Адская кухня - Джеффри Дивер 5 стр.


- Шестеренки, - продолжал Бейли, мучая оливку в стакане. - Я имею в виду вот что: знакомясь с Адской кухней, в первую очередь необходимо уяснить, что здесь вас может убить кто угодно, по любой причине. Или вовсе без причины. Это аксиома. Так что же делать, чтобы остаться в живых? Ну, проще всего вести себя так, чтобы убить тебя было достаточно трудно. Держаться подальше от темных переулков, не смотреть встречным прохожим прямо в глаза, одеваться скромно, на перекрестках держаться рядом с другими людьми, в пивных и барах вроде этого как бы случайно упоминать фамилии профсоюзных боссов или полицейских из управления Южного Среднего Манхэттена.

- А при чем тут Этти?

- Все - прокурор, полиция, пресса, - идут по пути наименьшего сопротивления.
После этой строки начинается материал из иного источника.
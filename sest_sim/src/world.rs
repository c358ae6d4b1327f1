//! SimWorld - The simulation harness facade.

use crate::fault::{Fault, FaultInjector, FaultOptions};

use sest_core::{EventHandle, EventOrdering, EventSynchronizer, StateMachine, SyncConfig};
use sest_env::{EventRequest, Middleware, SestError, ServiceState, VirtualClock, VirtualTime};
use serde_json::Value;
use std::collections::BTreeMap;
use tracing::info;

/// Configuration for a simulation run.
#[derive(Debug, Clone)]
pub struct SimConfig {
    /// Master seed for determinism
    pub seed: u64,

    /// Maximum events processed per drain pass (None = unbounded)
    pub max_events_per_drain: Option<usize>,

    /// Pending queue ranking
    pub ordering: EventOrdering,
}

impl Default for SimConfig {
    fn default() -> Self {
        Self {
            seed: 42,
            max_events_per_drain: None,
            ordering: EventOrdering::Prioritized,
        }
    }
}

impl SimConfig {
    fn sync_config(&self) -> SyncConfig {
        SyncConfig {
            max_events_per_drain: self.max_events_per_drain,
            ordering: self.ordering.clone(),
        }
    }
}

/// The SimWorld - wires a virtual clock, an event synchronizer bound to it
/// and a fault injector bound to both.
pub struct SimWorld {
    /// Configuration
    pub config: SimConfig,

    /// Shared virtual clock
    clock: VirtualClock,

    /// Service states, queue and middleware
    synchronizer: EventSynchronizer,

    /// Fault installation
    faults: FaultInjector,
}

impl SimWorld {
    /// Creates a new SimWorld with the given machines and configuration.
    pub fn new<I, S>(machines: I, config: SimConfig) -> Self
    where
        I: IntoIterator<Item = (S, StateMachine)>,
        S: Into<String>,
    {
        // Derive a separate seed for the fault subsystem
        let fault_seed = config.seed.wrapping_mul(0x9e3779b97f4a7c15);

        let clock = VirtualClock::new();
        let synchronizer = EventSynchronizer::with_config(machines, clock.clone(), config.sync_config());
        let faults = FaultInjector::new(synchronizer.clone(), clock.clone(), fault_seed);

        Self {
            config,
            clock,
            synchronizer,
            faults,
        }
    }

    /// Creates a SimWorld with the default configuration.
    pub fn with_machines<I, S>(machines: I) -> Self
    where
        I: IntoIterator<Item = (S, StateMachine)>,
        S: Into<String>,
    {
        Self::new(machines, SimConfig::default())
    }

    /// Sends an immediate, default-priority event.
    pub fn send_event(
        &self,
        service: &str,
        event: &str,
        payload: Value,
    ) -> Result<EventHandle, SestError> {
        self.synchronizer.send(service, event, payload)
    }

    /// Sends a fully specified event (priority, scheduled time).
    pub fn send(&self, request: EventRequest) -> Result<EventHandle, SestError> {
        self.synchronizer.send_event(request)
    }

    /// Sends several events ahead of a single drain pass.
    pub fn send_batch<I>(&self, requests: I) -> Result<Vec<EventHandle>, SestError>
    where
        I: IntoIterator<Item = EventRequest>,
    {
        self.synchronizer.send_events(requests)
    }

    /// Runs a drain pass over events left queued by the drain cap.
    pub fn process_pending(&self) -> Result<usize, SestError> {
        self.synchronizer.drain()
    }

    /// Returns the current state of `service`.
    pub fn get_state(&self, service: &str) -> Result<ServiceState, SestError> {
        self.synchronizer.get_state(service)
    }

    /// Returns a snapshot of every service's state.
    pub fn states(&self) -> BTreeMap<String, ServiceState> {
        self.synchronizer.states()
    }

    /// Advances virtual time, firing due callbacks. Returns how many fired.
    pub fn advance_time(&self, delta: VirtualTime) -> usize {
        self.clock.advance_time(delta)
    }

    /// Returns the current virtual time.
    pub fn time(&self) -> VirtualTime {
        self.clock.get_time()
    }

    /// Restores initial states, empties the queue and zeroes the clock.
    ///
    /// Installed faults and middleware are kept.
    pub fn reset(&self) {
        self.synchronizer.reset();
        self.clock.reset();
        info!(faults = self.faults.active_faults().len(), "world reset");
    }

    /// Appends an interceptor to the delivery chain.
    pub fn register_middleware<M: Middleware>(&self, middleware: M) {
        self.synchronizer.register_middleware(middleware);
    }

    /// Installs a fault for `service`.
    pub fn inject(&self, service: &str, fault: Fault) -> Result<(), SestError> {
        self.faults.inject(service, fault)
    }

    /// Installs a fault named by string, e.g. `"messageLoss"`.
    pub fn inject_named(
        &self,
        service: &str,
        fault_type: &str,
        options: &FaultOptions,
    ) -> Result<(), SestError> {
        self.faults.inject_named(service, fault_type, options)
    }

    /// Returns the fault injector.
    pub fn faults(&self) -> &FaultInjector {
        &self.faults
    }

    /// Returns the event synchronizer.
    pub fn synchronizer(&self) -> &EventSynchronizer {
        &self.synchronizer
    }

    /// Returns the virtual clock.
    pub fn clock(&self) -> &VirtualClock {
        &self.clock
    }
}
А если же что-то застрянет в шестеренках состряпанного ими дела, они начнут искать кого-нибудь еще. Найдут другого первоклассного подозреваемого. Это единственное, что мы можем сделать для Этти. Насыпать песку в шестеренки.

- В таком случае, давайте дадим полиции другого подозреваемого. У кого еще мог быть мотив? У владельца здания, правильно? Который хотел получить страховку.

- Возможно. Я загляну в земельный кадастр и выясню, как у владельца обстоят дела со страховкой.

- А почему еще кому-нибудь могло прийти в голову сжечь жилой дом?

- Ну, во-первых, подростки устраивают поджоги просто ради забавы. В нашем городе это самая распространенная причина рукотворных пожаров. Причина номер два - месть. Такой-то и такой-то спит с чьей-то женой. Ему под дверь подливается немного легковоспламеняющейся жидкости, и дело сделано. Нередко преступники прибегают к поджогам, чтобы замести следы других преступлений. В основном, убийств с изнасилованием. Краж со взломом. Далее, как я уже говорил, мошенничества с пособиями социального обеспечения. Потом, пожары ради тщеславия - один сотрудник почты поджег свое отделение, а затем сам его погасил. Стал героем… А здесь, в Адской кухне часто подпаливают памятники истории. Город объявляет старые здания историческими достопримечательностями. Обычно если старое, обветшавшее здание перестает приносить доход, потому что стоимость технического обслуживания становится слишком высокой, владелец его сносит и на освободившемся месте строит новое, более прибыльное. Но памятник истории нельзя снести - он охраняется законом. И что происходит в этом случае? Господи, спаси и помилуй - совершенно случайно происходит пожар. Какое совпадение! Теперь владелец вправе строить все, что ему заблагорассудится. Если, конечно, его не поймают за руку.

- А дом Этти был объявлен историческим памятником?

- Не знаю. Но могу выяснить.

Тон, которым Бейли произнес последнее предложение, немного прояснил то, как смазываются шестеренки. Достав из заднего кармана брюк бумажник, Пеллэм положил его на стойку.

Лицо адвоката растянулось в подвыпившей улыбке.

- О, да-да, сэр, именно так и делаются дела в Адской кухне. Продаются все и вся. Быть может, даже я сам. - Улыбка поблекла. - А может быть, у меня просто слишком высокая цена. В здешних краях это считается этикой - когда человек продается только за очень большие деньги.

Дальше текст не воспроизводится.